▶ [Task description] Report the number of lines holding "ConstantBufferArena" in the material below, and nothing more.

▶ [Data supplied]
====================

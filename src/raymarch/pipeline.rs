//! Ray marching compute pipeline and its output targets

use crate::core::types::Result;
use crate::render::arena::{uniform_layout_entry, ConstantBufferArena, Segment};
use crate::render::resources::{create_compute_pipeline, storage_texture_layout_entry, volume_read_layout_entry, Target2d};
use crate::render::shaders::ShaderKind;
use crate::raymarch::params::RayMarchParams;
use crate::raymarch::{tile_counts, RM0_FORMAT, RM1_FORMAT, TILED_MARCHING_GROUP_SIZE, TILE_FORMAT};
use crate::sdf::SceneVolumes;

/// Per-tile and per-pixel march results
pub struct RayMarchTargets {
    /// (start distance, steps) per tile
    pub tile: Target2d,
    /// View depth, material id + 1, steps, hit
    pub rm0: Target2d,
    /// Normal, hit
    pub rm1: Target2d,
}

impl RayMarchTargets {
    pub fn new(device: &wgpu::Device, width: u32, height: u32) -> Self {
        // Render attachment so the outputs can be cleared when nothing is marched
        let usage = wgpu::TextureUsages::STORAGE_BINDING
            | wgpu::TextureUsages::TEXTURE_BINDING
            | wgpu::TextureUsages::RENDER_ATTACHMENT
            | wgpu::TextureUsages::COPY_SRC;
        let (tiles_x, tiles_y) = tile_counts(width, height);
        Self {
            tile: Target2d::new(device, "ray_march_tiles", TILE_FORMAT, tiles_x, tiles_y, usage),
            rm0: Target2d::new(device, "ray_march_rm0", RM0_FORMAT, width, height, usage),
            rm1: Target2d::new(device, "ray_march_rm1", RM1_FORMAT, width, height, usage),
        }
    }

    pub fn size(&self) -> (u32, u32) {
        self.rm0.size()
    }
}

pub struct RayMarchPipeline {
    tiled: wgpu::ComputePipeline,
    marching: wgpu::ComputePipeline,
    params_layout: wgpu::BindGroupLayout,
    volume_layout: wgpu::BindGroupLayout,
    tile_layout: wgpu::BindGroupLayout,
    pixel_layout: wgpu::BindGroupLayout,
    params: Segment<RayMarchParams>,
}

impl RayMarchPipeline {
    pub fn new(device: &wgpu::Device, arena: &mut ConstantBufferArena) -> Result<Self> {
        let shader = ShaderKind::RayMarching.create_module(device)?;

        let params_layout = device.create_bind_group_layout(&wgpu::BindGroupLayoutDescriptor {
            label: Some("ray_march_params_layout"),
            entries: &[uniform_layout_entry(0, wgpu::ShaderStages::COMPUTE)],
        });
        let volume_layout = device.create_bind_group_layout(&wgpu::BindGroupLayoutDescriptor {
            label: Some("ray_march_volume_layout"),
            entries: &[
                volume_read_layout_entry(
                    0,
                    wgpu::TextureSampleType::Float { filterable: false },
                    wgpu::ShaderStages::COMPUTE,
                ),
                volume_read_layout_entry(1, wgpu::TextureSampleType::Uint, wgpu::ShaderStages::COMPUTE),
            ],
        });
        let tile_layout = device.create_bind_group_layout(&wgpu::BindGroupLayoutDescriptor {
            label: Some("ray_march_tile_layout"),
            entries: &[storage_texture_layout_entry(0, TILE_FORMAT, wgpu::TextureViewDimension::D2)],
        });
        let pixel_layout = device.create_bind_group_layout(&wgpu::BindGroupLayoutDescriptor {
            label: Some("ray_march_pixel_layout"),
            entries: &[
                wgpu::BindGroupLayoutEntry {
                    binding: 1,
                    visibility: wgpu::ShaderStages::COMPUTE,
                    ty: wgpu::BindingType::Texture {
                        sample_type: wgpu::TextureSampleType::Float { filterable: false },
                        view_dimension: wgpu::TextureViewDimension::D2,
                        multisampled: false,
                    },
                    count: None,
                },
                storage_texture_layout_entry(2, RM0_FORMAT, wgpu::TextureViewDimension::D2),
                storage_texture_layout_entry(3, RM1_FORMAT, wgpu::TextureViewDimension::D2),
            ],
        });

        let tiled_layout = device.create_pipeline_layout(&wgpu::PipelineLayoutDescriptor {
            label: Some("tiled_marching_layout"),
            bind_group_layouts: &[&params_layout, &volume_layout, &tile_layout],
            immediate_size: 0,
        });
        let marching_layout = device.create_pipeline_layout(&wgpu::PipelineLayoutDescriptor {
            label: Some("ray_marching_layout"),
            bind_group_layouts: &[&params_layout, &volume_layout, &pixel_layout],
            immediate_size: 0,
        });

        Ok(Self {
            tiled: create_compute_pipeline(device, "tiled_marching", &tiled_layout, &shader, "tiled_marching"),
            marching: create_compute_pipeline(device, "ray_marching", &marching_layout, &shader, "ray_marching"),
            params_layout,
            volume_layout,
            tile_layout,
            pixel_layout,
            params: arena.register(),
        })
    }

    /// Upload this frame's camera parameters
    pub fn update(&self, queue: &wgpu::Queue, arena: &ConstantBufferArena, params: &RayMarchParams) {
        arena.update(queue, self.params, params);
    }

    /// Record both marching phases into `encoder`
    pub fn record(
        &self,
        device: &wgpu::Device,
        encoder: &mut wgpu::CommandEncoder,
        arena: &ConstantBufferArena,
        volumes: SceneVolumes<'_>,
        targets: &RayMarchTargets,
    ) {
        let params_group = device.create_bind_group(&wgpu::BindGroupDescriptor {
            label: Some("ray_march_params_bind_group"),
            layout: &self.params_layout,
            entries: &[wgpu::BindGroupEntry {
                binding: 0,
                resource: arena.binding(self.params),
            }],
        });
        let volume_group = device.create_bind_group(&wgpu::BindGroupDescriptor {
            label: Some("ray_march_volume_bind_group"),
            layout: &self.volume_layout,
            entries: &[
                wgpu::BindGroupEntry {
                    binding: 0,
                    resource: wgpu::BindingResource::TextureView(volumes.scene.view()),
                },
                wgpu::BindGroupEntry {
                    binding: 1,
                    resource: wgpu::BindingResource::TextureView(volumes.material.view()),
                },
            ],
        });
        let tile_group = device.create_bind_group(&wgpu::BindGroupDescriptor {
            label: Some("ray_march_tile_bind_group"),
            layout: &self.tile_layout,
            entries: &[wgpu::BindGroupEntry {
                binding: 0,
                resource: wgpu::BindingResource::TextureView(targets.tile.view()),
            }],
        });
        let pixel_group = device.create_bind_group(&wgpu::BindGroupDescriptor {
            label: Some("ray_march_pixel_bind_group"),
            layout: &self.pixel_layout,
            entries: &[
                wgpu::BindGroupEntry {
                    binding: 1,
                    resource: wgpu::BindingResource::TextureView(targets.tile.view()),
                },
                wgpu::BindGroupEntry {
                    binding: 2,
                    resource: wgpu::BindingResource::TextureView(targets.rm0.view()),
                },
                wgpu::BindGroupEntry {
                    binding: 3,
                    resource: wgpu::BindingResource::TextureView(targets.rm1.view()),
                },
            ],
        });

        let (width, height) = targets.size();
        let (tiles_x, tiles_y) = targets.tile.size();

        let mut pass = encoder.begin_compute_pass(&wgpu::ComputePassDescriptor {
            label: Some("ray_marching"),
            timestamp_writes: None,
        });
        pass.set_bind_group(0, &params_group, &[]);
        pass.set_bind_group(1, &volume_group, &[]);

        pass.set_pipeline(&self.tiled);
        pass.set_bind_group(2, &tile_group, &[]);
        pass.dispatch_workgroups(
            tiles_x.div_ceil(TILED_MARCHING_GROUP_SIZE),
            tiles_y.div_ceil(TILED_MARCHING_GROUP_SIZE),
            1,
        );

        pass.set_pipeline(&self.marching);
        pass.set_bind_group(2, &pixel_group, &[]);
        pass.dispatch_workgroups(
            width.div_ceil(TILED_MARCHING_GROUP_SIZE),
            height.div_ceil(TILED_MARCHING_GROUP_SIZE),
            1,
        );
    }
}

====================

▶ [Finished exercise] 4